さほど簡便になっていないような気もしますが、こちらは受領者の氏名などは記載する必要がありません。追記点はやはり登録番号です。消費税のところは、消費税相当額か税率のどちらか一方でよいとなっています。ただ、インボイス制度の趣旨を鑑みれば、消費税相当額を記載すべきかなと私は思います。

適格簡易請求書は主にレシートだと思います。ですからみなさんとしてはレジシステムに委譲することになるのではないでしょうか。レジシステムの設定を変更できなかったり、更新されない場合は買い替えでしょうか。

もちろん手書きでも適格簡易請求書の交付は可能です。飲食店などは手書きが多いように思います。市販の領収証がそのうち対応したものになるでしょうから、それを利用して記載事項をもれなく記載すればよいでしょう。その場合、宛名を書くなら適格請求書の、宛名を書かないなら適格簡易請求書の記載事項をもれなく記載しましょう。

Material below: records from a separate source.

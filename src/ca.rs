use std::{
    collections::HashMap,
    fs::{self, DirBuilder, OpenOptions},
    io::Write as _,
    path::{Path, PathBuf},
    sync::{Arc, Mutex},
};

use anyhow::{Context as _, bail};
use rcgen::{
    BasicConstraints, CertificateParams, DnType, ExtendedKeyUsagePurpose, IsCa, Issuer, KeyPair,
    KeyUsagePurpose,
};
use rustls::pki_types::{CertificateDer, PrivateKeyDer, PrivatePkcs8KeyDer};
use tokio_rustls::TlsAcceptor;
use x509_parser::{parse_x509_certificate, pem::parse_x509_pem};

pub const CA_CERT_FILE_NAME: &str = "cert.pem";
pub const CA_KEY_FILE_NAME: &str = "key.pem";

const ROOT_CA_COMMON_NAME: &str = "mitmcache Local Root CA";

/// Root CA kept under `output/ca/`, issuing one leaf certificate per intercepted host.
#[derive(Debug)]
pub struct LocalCa {
    cert_path: PathBuf,
    issuer: Issuer<'static, KeyPair>,
    server_configs: Mutex<HashMap<String, Arc<rustls::ServerConfig>>>,
}

/// A leaf certificate with its PKCS#8 key.
#[derive(Debug)]
pub struct LeafCert {
    pub host: String,
    pub cert_der: CertificateDer<'static>,
    pub key_der: PrivatePkcs8KeyDer<'static>,
}

impl Clone for LeafCert {
    fn clone(&self) -> Self {
        Self {
            host: self.host.clone(),
            cert_der: self.cert_der.clone(),
            key_der: self.key_der.clone_key(),
        }
    }
}

impl LocalCa {
    /// Loads the CA pair from `dir`, creating it when neither file exists yet.
    ///
    /// A directory holding only one of the two files is refused.
    pub fn load_or_create(dir: &Path) -> anyhow::Result<Self> {
        let cert_path = dir.join(CA_CERT_FILE_NAME);
        let key_path = dir.join(CA_KEY_FILE_NAME);

        let (cert_pem, key_pem) = match (cert_path.exists(), key_path.exists()) {
            (true, true) => (
                fs::read_to_string(&cert_path)
                    .with_context(|| format!("read CA certificate {}", cert_path.display()))?,
                fs::read_to_string(&key_path)
                    .with_context(|| format!("read CA private key {}", key_path.display()))?,
            ),
            (false, false) => {
                let created = create_root(dir)?;
                tracing::info!(cert = %cert_path.display(), "generated local root CA");
                created
            }
            _ => bail!(
                "incomplete CA material in {}: both {CA_CERT_FILE_NAME} and {CA_KEY_FILE_NAME} are required",
                dir.display()
            ),
        };

        let key_pair = matching_key_pair(&cert_pem, &key_pem)
            .with_context(|| format!("CA material in {}", dir.display()))?;
        let issuer = Issuer::from_ca_cert_pem(&cert_pem, key_pair)
            .context("load CA certificate as issuer")?;

        Ok(Self {
            cert_path,
            issuer,
            server_configs: Mutex::new(HashMap::new()),
        })
    }

    pub fn cert_path(&self) -> &Path {
        &self.cert_path
    }

    /// TLS acceptor presenting a leaf for `host`, built once per host.
    pub fn acceptor_for(&self, host: &str) -> anyhow::Result<TlsAcceptor> {
        let name = leaf_name(host)
            .with_context(|| format!("no certificate name for CONNECT host `{host}`"))?;

        let mut configs = self
            .server_configs
            .lock()
            .unwrap_or_else(|poisoned| poisoned.into_inner());
        if let Some(config) = configs.get(&name) {
            return Ok(TlsAcceptor::from(Arc::clone(config)));
        }

        let leaf = self.issue_leaf(&name)?;
        let mut config = rustls::ServerConfig::builder()
            .with_no_client_auth()
            .with_single_cert(vec![leaf.cert_der], PrivateKeyDer::Pkcs8(leaf.key_der))
            .with_context(|| format!("TLS server config for `{name}`"))?;
        config.alpn_protocols = vec![b"h2".to_vec(), b"http/1.1".to_vec()];

        let config = Arc::new(config);
        configs.insert(name, Arc::clone(&config));
        Ok(TlsAcceptor::from(config))
    }

    /// Signs a fresh server certificate whose CN and only SAN are `host`.
    pub fn issue_leaf(&self, host: &str) -> anyhow::Result<LeafCert> {
        let mut params = CertificateParams::new(vec![host.to_owned()])
            .with_context(|| format!("leaf certificate parameters for `{host}`"))?;
        params.distinguished_name.push(DnType::CommonName, host);
        params.key_usages = vec![
            KeyUsagePurpose::DigitalSignature,
            KeyUsagePurpose::KeyEncipherment,
        ];
        params.extended_key_usages = vec![ExtendedKeyUsagePurpose::ServerAuth];
        params.use_authority_key_identifier_extension = true;

        let key = KeyPair::generate().context("generate leaf key")?;
        let cert = params
            .signed_by(&key, &self.issuer)
            .with_context(|| format!("sign leaf certificate for `{host}`"))?;

        Ok(LeafCert {
            host: host.to_owned(),
            cert_der: cert.der().clone(),
            key_der: PrivatePkcs8KeyDer::from(key.serialize_der()),
        })
    }
}

/// Lowercased DNS name or IP literal for a CONNECT host, brackets and trailing dot removed.
fn leaf_name(host: &str) -> Option<String> {
    let host = host.trim();
    let host = host
        .strip_prefix('[')
        .and_then(|inner| inner.strip_suffix(']'))
        .unwrap_or(host);
    let host = match host.strip_suffix('.') {
        Some(stripped) if !stripped.is_empty() => stripped,
        _ => host,
    };
    (!host.is_empty()).then(|| host.to_ascii_lowercase())
}

fn create_root(dir: &Path) -> anyhow::Result<(String, String)> {
    let mut builder = DirBuilder::new();
    builder.recursive(true);
    #[cfg(unix)]
    {
        use std::os::unix::fs::DirBuilderExt as _;
        builder.mode(0o700);
    }
    builder
        .create(dir)
        .with_context(|| format!("create CA directory {}", dir.display()))?;

    let mut params = CertificateParams::new(Vec::new()).context("root CA parameters")?;
    params.is_ca = IsCa::Ca(BasicConstraints::Unconstrained);
    params
        .distinguished_name
        .push(DnType::CommonName, ROOT_CA_COMMON_NAME);
    params.key_usages = vec![
        KeyUsagePurpose::DigitalSignature,
        KeyUsagePurpose::KeyCertSign,
        KeyUsagePurpose::CrlSign,
    ];
    let key = KeyPair::generate().context("generate root CA key")?;
    let cert = params.self_signed(&key).context("self-sign root CA")?;

    let cert_pem = cert.pem();
    let key_pem = key.serialize_pem();
    write_private(&dir.join(CA_CERT_FILE_NAME), &cert_pem)?;
    write_private(&dir.join(CA_KEY_FILE_NAME), &key_pem)?;
    Ok((cert_pem, key_pem))
}

/// Parses the key and checks it belongs to the certificate.
fn matching_key_pair(cert_pem: &str, key_pem: &str) -> anyhow::Result<KeyPair> {
    let key = KeyPair::from_pem(key_pem).context("parse CA private key")?;
    let cert_der = certificate_der_from_pem(cert_pem.as_bytes()).context("parse CA certificate")?;
    let (_, cert) = parse_x509_certificate(&cert_der)
        .map_err(|err| anyhow::anyhow!("decode CA certificate: {err}"))?;

    if cert.public_key().subject_public_key.data.as_ref() != key.public_key_raw() {
        bail!("CA certificate and private key do not match");
    }
    Ok(key)
}

/// Decodes the first `CERTIFICATE` block of a PEM document.
pub fn certificate_der_from_pem(pem: &[u8]) -> anyhow::Result<Vec<u8>> {
    let (_, block) = parse_x509_pem(pem).map_err(|err| anyhow::anyhow!("{err}"))?;
    if block.label != "CERTIFICATE" {
        bail!("expected CERTIFICATE block, got {}", block.label);
    }
    Ok(block.contents)
}

/// Creates `path` with mode 0600; never overwrites.
fn write_private(path: &Path, contents: &str) -> anyhow::Result<()> {
    let mut options = OpenOptions::new();
    options.write(true).create_new(true);
    #[cfg(unix)]
    {
        use std::os::unix::fs::OpenOptionsExt as _;
        options.mode(0o600);
    }
    let mut file = options
        .open(path)
        .with_context(|| format!("create {}", path.display()))?;
    file.write_all(contents.as_bytes())
        .and_then(|()| file.sync_all())
        .with_context(|| format!("write {}", path.display()))
}
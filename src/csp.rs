use hyper::{
    HeaderMap,
    header::{self, HeaderName, HeaderValue},
};

/// Policy installed on every rewritten response: everything allowed, inline and eval included.
pub const PERMISSIVE_CSP: &str = "default-src *  data: blob: * filesystem: about: ws: wss: 'unsafe-inline' 'unsafe-eval' ; script-src * data: blob: 'unsafe-inline' 'unsafe-eval'; connect-src * data: blob: 'unsafe-inline'; img-src * data: blob: 'unsafe-inline'; frame-src * data: blob: ; style-src * data: blob: 'unsafe-inline'; font-src * data: blob: 'unsafe-inline';";

const X_XSS_PROTECTION: HeaderName = HeaderName::from_static("x-xss-protection");

/// Drops the page's own CSP and XSS-filter headers and installs [`PERMISSIVE_CSP`].
pub fn disable_csp(headers: &mut HeaderMap) {
    headers.remove(header::CONTENT_SECURITY_POLICY);
    headers.remove(header::CONTENT_SECURITY_POLICY_REPORT_ONLY);
    headers.remove(X_XSS_PROTECTION);
    headers.insert(
        header::CONTENT_SECURITY_POLICY,
        HeaderValue::from_static(PERMISSIVE_CSP),
    );
}
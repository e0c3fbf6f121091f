//! Deck artifact files for the engine.
//!
//! Files live under the deck root, optionally inside a per-format
//! subdirectory, and are referenced by the engine with paths relative to
//! that root.

use std::io;
use std::path::{Path, PathBuf};

use deckbench_core::deck::DeckDefinition;
use deckbench_core::resolver::ResolvedMatch;
use deckbench_core::types::DbId;

/// Writes rendered decks below a fixed root directory.
#[derive(Debug, Clone)]
pub struct ArtifactWriter {
    root: PathBuf,
}

impl ArtifactWriter {
    pub fn new(root: impl Into<PathBuf>) -> Self {
        Self { root: root.into() }
    }

    pub fn root(&self) -> &Path {
        &self.root
    }

    /// Make sure the deck root exists.
    pub async fn ensure_root(&self) -> io::Result<()> {
        tokio::fs::create_dir_all(&self.root).await
    }

    /// Write one deck for job `job_id` and return its path relative to the
    /// root.
    ///
    /// The file name is prefixed with the job id so concurrent jobs playing
    /// different versions of a same-named deck never share a file. The
    /// `Name=` line inside keeps the plain deck name. The file is written to
    /// a temporary sibling and renamed into place. Rewriting overwrites.
    pub async fn write(
        &self,
        job_id: DbId,
        deck: &DeckDefinition,
        subdir: Option<&str>,
    ) -> io::Result<PathBuf> {
        let file_name = format!("{job_id}-{}", deck.file_name());
        let relative = match subdir {
            Some(dir) => Path::new(dir).join(&file_name),
            None => PathBuf::from(&file_name),
        };
        let target = self.root.join(&relative);
        let dir = target.parent().unwrap_or(&self.root);
        tokio::fs::create_dir_all(dir).await?;

        let temp = dir.join(format!(".{file_name}.{}.tmp", DbId::new_v4()));
        if let Err(e) = tokio::fs::write(&temp, deck.render()).await {
            let _ = tokio::fs::remove_file(&temp).await;
            return Err(e);
        }
        if let Err(e) = tokio::fs::rename(&temp, &target).await {
            let _ = tokio::fs::remove_file(&temp).await;
            return Err(e);
        }

        tracing::debug!(path = %target.display(), cards = deck.card_count(), "Deck artifact written");
        Ok(relative)
    }

    /// Write every engine deck of a match, in engine slot order.
    ///
    /// On failure the files already written for this match are removed.
    pub async fn write_match(
        &self,
        job_id: DbId,
        resolved: &ResolvedMatch,
    ) -> io::Result<Vec<PathBuf>> {
        let mut paths = Vec::with_capacity(resolved.decks.len());
        for deck in &resolved.decks {
            match self.write(job_id, deck, resolved.deck_subdir).await {
                Ok(path) => paths.push(path),
                Err(e) => {
                    self.remove_all(&paths).await;
                    return Err(e);
                }
            }
        }
        Ok(paths)
    }

    /// Delete artifacts returned by [`write_match`](Self::write_match).
    ///
    /// Missing files are ignored; other failures are logged.
    pub async fn remove_all(&self, paths: &[PathBuf]) {
        for relative in paths {
            let path = self.root.join(relative);
            match tokio::fs::remove_file(&path).await {
                Ok(()) => {}
                Err(e) if e.kind() == io::ErrorKind::NotFound => {}
                Err(e) => {
                    tracing::warn!(path = %path.display(), error = %e, "Could not remove deck artifact");
                }
            }
        }
    }
}

// ---------------------------------------------------------------------------
// Tests
// ---------------------------------------------------------------------------

#[cfg(test)]
mod tests {
    use deckbench_core::deck::CardLine;

    use super::*;

    fn deck(name: &str, card: &str) -> DeckDefinition {
        DeckDefinition::new(name, vec![CardLine::new(card, 4, Some("M19"))])
    }

    // -- write --------------------------------------------------------------

    #[tokio::test]
    async fn writes_into_format_subdirectory() {
        let dir = tempfile::tempdir().unwrap();
        let writer = ArtifactWriter::new(dir.path());
        let job = DbId::new_v4();

        let path = writer
            .write(job, &deck("Elves", "Llanowar Elves"), Some("constructed"))
            .await
            .unwrap();
        assert_eq!(path, PathBuf::from(format!("constructed/{job}-Elves.dck")));

        let content = std::fs::read_to_string(dir.path().join(&path)).unwrap();
        assert!(content.starts_with("[metadata]\nName=Elves\n"));
        assert!(content.contains("4 Llanowar Elves|M19|1"));
    }

    #[tokio::test]
    async fn rewriting_overwrites_and_leaves_no_temp_files() {
        let dir = tempfile::tempdir().unwrap();
        let writer = ArtifactWriter::new(dir.path());
        let job = DbId::new_v4();

        writer.write(job, &deck("Elves", "Llanowar Elves"), None).await.unwrap();
        let path = writer.write(job, &deck("Elves", "Elvish Mystic"), None).await.unwrap();

        let content = std::fs::read_to_string(dir.path().join(&path)).unwrap();
        assert!(content.contains("Elvish Mystic"));
        assert!(!content.contains("Llanowar Elves"));

        let entries: Vec<_> = std::fs::read_dir(dir.path())
            .unwrap()
            .map(|e| e.unwrap().file_name().into_string().unwrap())
            .collect();
        assert_eq!(entries, [format!("{job}-Elves.dck")]);
    }

    #[tokio::test]
    async fn same_named_decks_of_different_jobs_get_separate_files() {
        let dir = tempfile::tempdir().unwrap();
        let writer = ArtifactWriter::new(dir.path());

        let first = writer
            .write(DbId::new_v4(), &deck("Elves", "Llanowar Elves"), Some("constructed"))
            .await
            .unwrap();
        let second = writer
            .write(DbId::new_v4(), &deck("Elves", "Elvish Mystic"), Some("constructed"))
            .await
            .unwrap();
        assert_ne!(first, second);

        let first = std::fs::read_to_string(dir.path().join(&first)).unwrap();
        let second = std::fs::read_to_string(dir.path().join(&second)).unwrap();
        assert!(first.contains("Name=Elves") && first.contains("Llanowar Elves"));
        assert!(second.contains("Name=Elves") && second.contains("Elvish Mystic"));
    }

    #[tokio::test]
    async fn deck_names_cannot_escape_the_root() {
        let dir = tempfile::tempdir().unwrap();
        let writer = ArtifactWriter::new(dir.path());

        let path = writer
            .write(DbId::new_v4(), &deck("../../etc/passwd", "Island"), None)
            .await
            .unwrap();
        assert!(path.components().count() == 1);
        assert!(dir.path().join(&path).exists());
    }

    // -- remove_all ---------------------------------------------------------

    #[tokio::test]
    async fn removes_written_files_and_ignores_missing_ones() {
        let dir = tempfile::tempdir().unwrap();
        let writer = ArtifactWriter::new(dir.path());

        let path = writer
            .write(DbId::new_v4(), &deck("Elves", "Llanowar Elves"), Some("constructed"))
            .await
            .unwrap();
        writer
            .remove_all(&[path.clone(), PathBuf::from("constructed/gone.dck")])
            .await;
        assert!(!dir.path().join(&path).exists());
    }
}
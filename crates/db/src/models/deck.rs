//! Deck version and card line models.

use deckbench_core::deck::{CardLine, DeckDefinition};
use deckbench_core::types::{DbId, Timestamp};
use serde::Serialize;
use sqlx::FromRow;

/// A row from the `decks` table: one immutable version of a deck.
#[derive(Debug, Clone, FromRow, Serialize)]
pub struct DeckVersion {
    pub version_id: DbId,
    pub deck_id: DbId,
    pub name: String,
    pub version_name: Option<String>,
    pub owner_id: Option<DbId>,
    pub format: Option<String>,
    pub uploaded_at: Timestamp,
}

/// A row from the `deck_cards` table.
#[derive(Debug, Clone, FromRow, Serialize)]
pub struct DeckCard {
    pub id: DbId,
    pub version_id: DbId,
    pub position: i32,
    pub card_name: String,
    pub set_code: Option<String>,
    pub quantity: i32,
    pub category: Option<String>,
    pub colour: Option<String>,
    pub format: Option<String>,
}

impl From<DeckCard> for CardLine {
    fn from(card: DeckCard) -> Self {
        CardLine {
            card_name: card.card_name,
            quantity: card.quantity,
            set_code: card.set_code,
            category: card.category,
            colour: card.colour,
        }
    }
}

impl DeckVersion {
    /// Build a deck definition from this version and its card rows.
    pub fn into_definition(self, cards: Vec<DeckCard>) -> DeckDefinition {
        DeckDefinition::new(self.name, cards.into_iter().map(CardLine::from).collect())
    }
}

余談ですが、そもそも飲食店など不特定多数が利用する店舗で、領収証に宛名を書く意味が私はわかりません。本人確認していない、ましてや名刺交換もしていなかったら、相手が誰なのかわからないですよね。飲食店オーナーのあなた、山本さんから「佐藤さんって書いて」って言われたら宛名に佐藤さんって書いちゃうんですよね。それっておかしいというかやばそうな気がします。「うちは適格簡易請求書しかお出ししてないんですよ、でもこれもインボイスだから大丈夫ですよ」来年の10月からはそうしたらどうでしょうか。これを機に意味のない宛名書きという無駄な慣習がなくなるといいなあと思います。

レシートに話を戻しますが、レシートは多くの場合感熱紙を使用しています。感熱紙だと数年で、保管状態が悪い場合には数か月で印字が消えてしまいます。一方、仕入税額控除の保存要件は7年です。もらったほうがスキャナ保存すればいいとたしかにそうなんですが、交付するほうとしては、なるべく消えにくい適格簡易請求書を交付してあげるのがやさしさだと思います。消えやすい用紙を採用していますと、再交付してだ反面調査だなんだで余計に面倒なことが起こってしまうかもしれません。

まとめ

今回はインボイスのうち適格請求書と適格簡易請求書を見てきました。仕入税額控除するのに使えるものなどは他にもありますが、そちらは後日機会があれば確認したいと思います。まずは今回の2つをみなさんの業務にどう導入するか検討してみてください。